The Maiki temple ruins (舞木廃寺跡, Maiki Haiji ato) is an archaeological site with the ruins of a Nara period Buddhist temple located in the Sanage neighborhood of the city of Toyota, Aichi, Japan. The temple no longer exists but the ruins of the foundation of its pagoda was designated as a National Historic Site in 1929.

==Overview==
The Maiki temple ruins are located on a hill on the left bank of the Kagogawa River, and takes its name from the local hamlet, as the original name of the temple is unknown. Many fragments of roof tiles, Sue ware pottery and other artifacts from the Nara period have been discovered, but a formal archaeological excavation has not been conducted. The six-petal lotus flower motif roof tiles appear to be of the same design and origin as the Kitano temple ruins, located further south in Aichi Prefecture.

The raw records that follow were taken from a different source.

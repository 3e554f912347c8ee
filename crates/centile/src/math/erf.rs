//! Error function and standard normal CDF approximations.
//!
//! ## Purpose
//!
//! This module provides the rational approximation of the error function
//! used to convert Z-scores into percentiles, and the standard normal CDF
//! built on top of it.
//!
//! ## Design notes
//!
//! * **Fixed approximation**: This is the Abramowitz-Stegun formula 7.1.26
//!   with its published coefficients. Historical calculations were produced
//!   with exactly this approximation, so it is reproduced verbatim --
//!   including its ~1.5e-7 residual error -- rather than delegated to a
//!   platform or library normal CDF.
//! * **Generics**: Generic over `Float` types; coefficients are named f64
//!   constants lifted into `T`.
//!
//! ## Key concepts
//!
//! * **Odd symmetry**: `erf(-x) = -erf(x)`; the approximation is evaluated
//!   on `|x|` and the sign restored afterwards.
//! * **Normal CDF**: `Phi(z) = 0.5 * (1 + erf(z / sqrt(2)))`.
//!
//! ## Invariants
//!
//! * `erf(0) == 0` and `normal_cdf(0) == 0.5` exactly.
//! * Output of `normal_cdf` is always in `[0, 1]`.
//!
//! ## Non-goals
//!
//! * This module does not compute Z-scores (see `math::lms`).
//! * This module does not provide the inverse error function.

// External dependencies
use core::f64::consts::SQRT_2;
use num_traits::Float;

// ============================================================================
// Abramowitz-Stegun Coefficients
// ============================================================================

/// Coefficient a1 of Abramowitz-Stegun 7.1.26.
const A1: f64 = 0.254829592;

/// Coefficient a2 of Abramowitz-Stegun 7.1.26.
const A2: f64 = -0.284496736;

/// Coefficient a3 of Abramowitz-Stegun 7.1.26.
const A3: f64 = 1.421413741;

/// Coefficient a4 of Abramowitz-Stegun 7.1.26.
const A4: f64 = -1.453152027;

/// Coefficient a5 of Abramowitz-Stegun 7.1.26.
const A5: f64 = 1.061405429;

/// Rational substitution constant p of Abramowitz-Stegun 7.1.26.
const P: f64 = 0.3275911;

// ============================================================================
// Error Function
// ============================================================================

/// Rational approximation of the error function (maximum error ~1.5e-7).
pub fn erf<T: Float>(x: T) -> T {
    let negative = x < T::zero();
    let x = x.abs();

    // t = 1 / (1 + p*x)
    let t = T::one() / (T::one() + T::from(P).unwrap() * x);

    // Horner evaluation of the degree-5 polynomial in t.
    let poly = ((((T::from(A5).unwrap() * t + T::from(A4).unwrap()) * t + T::from(A3).unwrap())
        * t
        + T::from(A2).unwrap())
        * t
        + T::from(A1).unwrap())
        * t;

    let y = T::one() - poly * (-(x * x)).exp();

    if negative { -y } else { y }
}

/// Standard normal CDF: `Phi(z) = 0.5 * (1 + erf(z / sqrt(2)))`.
pub fn normal_cdf<T: Float>(z: T) -> T {
    let half = T::from(0.5).unwrap();
    let sqrt2 = T::from(SQRT_2).unwrap();
    half * (T::one() + erf(z / sqrt2))
}
// ============================================================================
// LMS Path Tests
// ============================================================================

/// Test the concrete WHO scenario: male, 12 months, at a tabulated age.
///
/// Interpolating at exactly a tabulated age must reduce to that row, and
/// feeding the row's own median back through the calculator must yield a
/// percentile of 50 and a Z-score of 0.
#[test]
fn test_who_median_round_trip_at_tabulated_age() {
    let store = who_store();
    let engine = Centile::new().build(&store).unwrap();

    let median = Measurement::postnatal(9.6479, 12.0, Male);
    let result = engine
        .assess(GrowthStandard::Who, MeasurementType::Weight, &median)
        .unwrap();

    assert_relative_eq!(result.z_score.unwrap(), 0.0, epsilon = 1e-12);
    assert_relative_eq!(result.calculated_percentile, 50.0, epsilon = 0.5);
    assert_eq!(result.percentiles.p50, 9.65);
    assert_eq!(result.value, 9.6479);
}

/// Test Z-score/percentile consistency away from the median.
///
/// A value one S above the median (for small |L|) lands near Z = +1, and
/// the percentile must equal 100 * Phi(z) for the computed z.
#[test]
fn test_who_z_score_percentile_consistency() {
    let store = who_store();
    let engine = Centile::new().build(&store).unwrap();

    let heavy = Measurement::postnatal(11.0, 12.0, Male);
    let result = engine
        .assess(GrowthStandard::Who, MeasurementType::Weight, &heavy)
        .unwrap();

    let z = result.z_score.unwrap();
    assert!(z > 0.0);

    let phi = centile::internals::math::erf::normal_cdf(z);
    assert_relative_eq!(result.calculated_percentile, 100.0 * phi, epsilon = 1e-12);
}

/// Test that interpolation between anchors feeds the percentile calculator.
#[test]
fn test_who_interpolated_age() {
    let store = who_store();
    let engine = Centile::new().build(&store).unwrap();

    // Median interpolated at 12.5 months.
    let m_mid = (9.6479 + 9.8749) / 2.0;
    let result = engine
        .assess(
            GrowthStandard::Who,
            MeasurementType::Weight,
            &Measurement::postnatal(m_mid, 12.5, Male),
        )
        .unwrap();

    assert_relative_eq!(result.z_score.unwrap(), 0.0, epsilon = 1e-12);
    assert_relative_eq!(result.calculated_percentile, 50.0, epsilon = 0.5);
}

// ============================================================================
// Preterm Path Tests
// ============================================================================

/// Test the preterm path: exact anchor, no Z-score, exact 50.
#[test]
fn test_preterm_median_is_50() {
    let store = preterm_store();
    let engine = Centile::new().build(&store).unwrap();

    let input = Measurement::preterm(1.94, GestationalAge { weeks: 33, days: 0 }, Female);
    let result = engine
        .assess(GrowthStandard::Intergrowth, MeasurementType::Weight, &input)
        .unwrap();

    assert_eq!(result.calculated_percentile, 50.0);
    assert!(result.z_score.is_none());
    assert!(result.percentiles.p25.is_none());
}

/// Test preterm clamping through the engine.
#[test]
fn test_preterm_clamping() {
    let store = preterm_store();
    let engine = Centile::new().build(&store).unwrap();

    let tiny = Measurement::preterm(0.8, GestationalAge { weeks: 33, days: 0 }, Female);
    let low = engine
        .assess(GrowthStandard::Intergrowth, MeasurementType::Weight, &tiny)
        .unwrap();
    assert_eq!(low.calculated_percentile, 0.0);

    let big = Measurement::preterm(3.1, GestationalAge { weeks: 33, days: 0 }, Female);
    let high = engine
        .assess(GrowthStandard::Intergrowth, MeasurementType::Weight, &big)
        .unwrap();
    assert_eq!(high.calculated_percentile, 100.0);
}

// ============================================================================
// Configuration Tests
// ============================================================================

/// Test the half-month rounding policy through the engine.
///
/// With rounding enabled, a query at 11.8 months resolves at 12.0 and must
/// equal the exact 12-month result.
#[test]
fn test_age_rounding_config() {
    let store = who_store();
    let rounded = Centile::new()
        .age_rounding(HalfMonth)
        .build(&store)
        .unwrap();
    let exact = Centile::new().build(&store).unwrap();

    let input = Measurement::postnatal(9.6479, 11.8, Male);
    let at_twelve = Measurement::postnatal(9.6479, 12.0, Male);

    let rounded_result = rounded
        .assess(GrowthStandard::Who, MeasurementType::Weight, &input)
        .unwrap();
    let exact_result = exact
        .assess(GrowthStandard::Who, MeasurementType::Weight, &at_twelve)
        .unwrap();

    assert_eq!(rounded_result, exact_result);
}

/// Test cap overrides through the builder.
#[test]
fn test_cap_override() {
    let store = who_store();
    let engine = Centile::new().max_weight_kg(10.0).build(&store).unwrap();

    let err = engine
        .assess(
            GrowthStandard::Who,
            MeasurementType::Weight,
            &Measurement::postnatal(11.0, 12.0, Male),
        )
        .unwrap_err();

    assert_eq!(
        err,
        CentileError::ValueAboveLimit {
            measurement: MeasurementType::Weight,
            value: 11.0,
            limit: 10.0,
        }
    );
}

/// Test that setting a builder parameter twice fails at build time.
#[test]
fn test_duplicate_builder_parameter() {
    let store = who_store();
    let err = Centile::new()
        .lookup_mode(FullInterpolation)
        .lookup_mode(LmsOnly)
        .build(&store)
        .unwrap_err();

    assert_eq!(
        err,
        CentileError::DuplicateParameter {
            parameter: "lookup_mode",
        }
    );
}

/// Test the reference-curve sampling entry point.
#[test]
fn test_reference_at() {
    let store = who_store();
    let engine = Centile::new().build(&store).unwrap();

    let point = engine
        .reference_at(
            GrowthStandard::Who,
            MeasurementType::Weight,
            Male,
            &PediatricAge::Months(11.5),
        )
        .unwrap();
    assert_relative_eq!(point.anchors.p50, (9.41 + 9.65) / 2.0, epsilon = 1e-12);

    // Domain validation applies here too.
    let err = engine
        .reference_at(
            GrowthStandard::Who,
            MeasurementType::Weight,
            Male,
            &PediatricAge::Months(25.0),
        )
        .unwrap_err();
    assert_eq!(err.kind(), ErrorKind::Validation);
}
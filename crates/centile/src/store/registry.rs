//! Keyed registry of reference series and the process-wide store.
//!
//! ## Purpose
//!
//! This module provides [`ReferenceStore`], the indexed collection of
//! [`ReferenceSeries`] keyed by (standard, measurement), and the load-once
//! process-wide instance that mirrors how deployments hold their reference
//! tables for the process lifetime.
//!
//! ## Design notes
//!
//! * **Two phases**: a store is mutable while being populated and read-only
//!   once handed to an engine or installed globally; the type system
//!   enforces this through `&self` lookups.
//! * **First install wins**: repeat global installs are ignored (with a
//!   warning), matching the load-once/no-teardown lifecycle.
//! * **No fabrication**: a missing (standard, measurement) pair is an error
//!   at lookup time, never an empty stand-in series.
//!
//! ## Key concepts
//!
//! * **Series key**: the (standard, measurement) pair; sex is a filter
//!   within a series, not part of the key.
//!
//! ## Invariants
//!
//! * Every stored series passed [`ReferenceSeries::new`] validation.
//! * The global store, once installed, never changes.
//!
//! ## Non-goals
//!
//! * This module does not interpolate or compute percentiles.
//! * This module does not watch for or reload changed table files.

// Feature-gated imports
#[cfg(not(feature = "std"))]
use alloc::collections::BTreeMap;
#[cfg(feature = "std")]
use std::collections::BTreeMap;
#[cfg(feature = "std")]
use std::sync::OnceLock;

// Internal dependencies
use crate::primitives::errors::CentileError;
use crate::primitives::types::{GrowthStandard, MeasurementType};
#[cfg(feature = "std")]
use crate::store::records::{lms_rows_from_json, preterm_rows_from_json};
use crate::store::series::ReferenceSeries;

// ============================================================================
// Reference Store
// ============================================================================

/// Indexed, read-only collection of reference series.
#[derive(Debug, Clone, Default)]
pub struct ReferenceStore {
    series: BTreeMap<(GrowthStandard, MeasurementType), ReferenceSeries>,
}

impl ReferenceStore {
    /// Create an empty store.
    pub fn new() -> Self {
        Self::default()
    }

    /// Insert a series, keyed by its own standard and measurement kind.
    ///
    /// Replaces any series already present under the same key.
    pub fn insert(&mut self, series: ReferenceSeries) {
        self.series
            .insert((series.standard(), series.measurement()), series);
    }

    /// Parse an LMS-scheme JSON table and insert it as a series.
    #[cfg(feature = "std")]
    pub fn insert_lms_json(
        &mut self,
        standard: GrowthStandard,
        measurement: MeasurementType,
        json: &str,
    ) -> Result<(), CentileError> {
        let rows = lms_rows_from_json(json)?;
        log::debug!(
            "loaded {} LMS rows for {standard}/{measurement}",
            rows.len()
        );
        self.insert(ReferenceSeries::new(standard, measurement, rows)?);
        Ok(())
    }

    /// Parse a preterm-scheme JSON table and insert it as a series.
    #[cfg(feature = "std")]
    pub fn insert_preterm_json(
        &mut self,
        standard: GrowthStandard,
        measurement: MeasurementType,
        json: &str,
    ) -> Result<(), CentileError> {
        let rows = preterm_rows_from_json(json)?;
        log::debug!(
            "loaded {} preterm rows for {standard}/{measurement}",
            rows.len()
        );
        self.insert(ReferenceSeries::new(standard, measurement, rows)?);
        Ok(())
    }

    /// Look up the series for a (standard, measurement) pair.
    pub fn series(
        &self,
        standard: GrowthStandard,
        measurement: MeasurementType,
    ) -> Result<&ReferenceSeries, CentileError> {
        self.series
            .get(&(standard, measurement))
            .ok_or(CentileError::MissingSeries {
                standard,
                measurement,
            })
    }

    /// Number of loaded series.
    pub fn len(&self) -> usize {
        self.series.len()
    }

    /// Whether the store holds no series.
    pub fn is_empty(&self) -> bool {
        self.series.is_empty()
    }
}

// ============================================================================
// Process-Wide Store
// ============================================================================

#[cfg(feature = "std")]
static GLOBAL_STORE: OnceLock<ReferenceStore> = OnceLock::new();

#[cfg(feature = "std")]
impl ReferenceStore {
    /// Install this store as the process-wide instance.
    ///
    /// The first install wins; later calls are ignored with a warning and
    /// the already-installed store is returned.
    pub fn install(self) -> &'static ReferenceStore {
        let mut installed = false;
        let store = GLOBAL_STORE.get_or_init(|| {
            installed = true;
            self
        });
        if installed {
            log::info!("reference store installed ({} series)", store.len());
        } else {
            log::warn!("reference store already installed; ignoring reinstall");
        }
        store
    }

    /// The process-wide store, if one has been installed.
    pub fn global() -> Option<&'static ReferenceStore> {
        GLOBAL_STORE.get()
    }
}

The layout of the temple is also uncertain, as the only indication of a temple is the granite foundation base stone of a pagoda, which has a diameter of 1.6 meters, with an almost circular 15-cm diameter hole for the central pillar. This stone is surrounded by three stones which may have been cornerstones. The foundation is considered significant, as very few pagoda foundations from this period have remained intact. Aside from the pagoda foundation, the remainder of the site is in very poor condition due to urban encroachment and a trench survey conducted by the Toyota City Board of Education in 2002 found nothing of consequence.

The site has been backfilled, and there are no ruins visible today. The site is a ten-minute walk from the "Mōgi" bus stop on the Meitetsu bus from the Toyotashi Station on the Meitetsu Mikawa Line.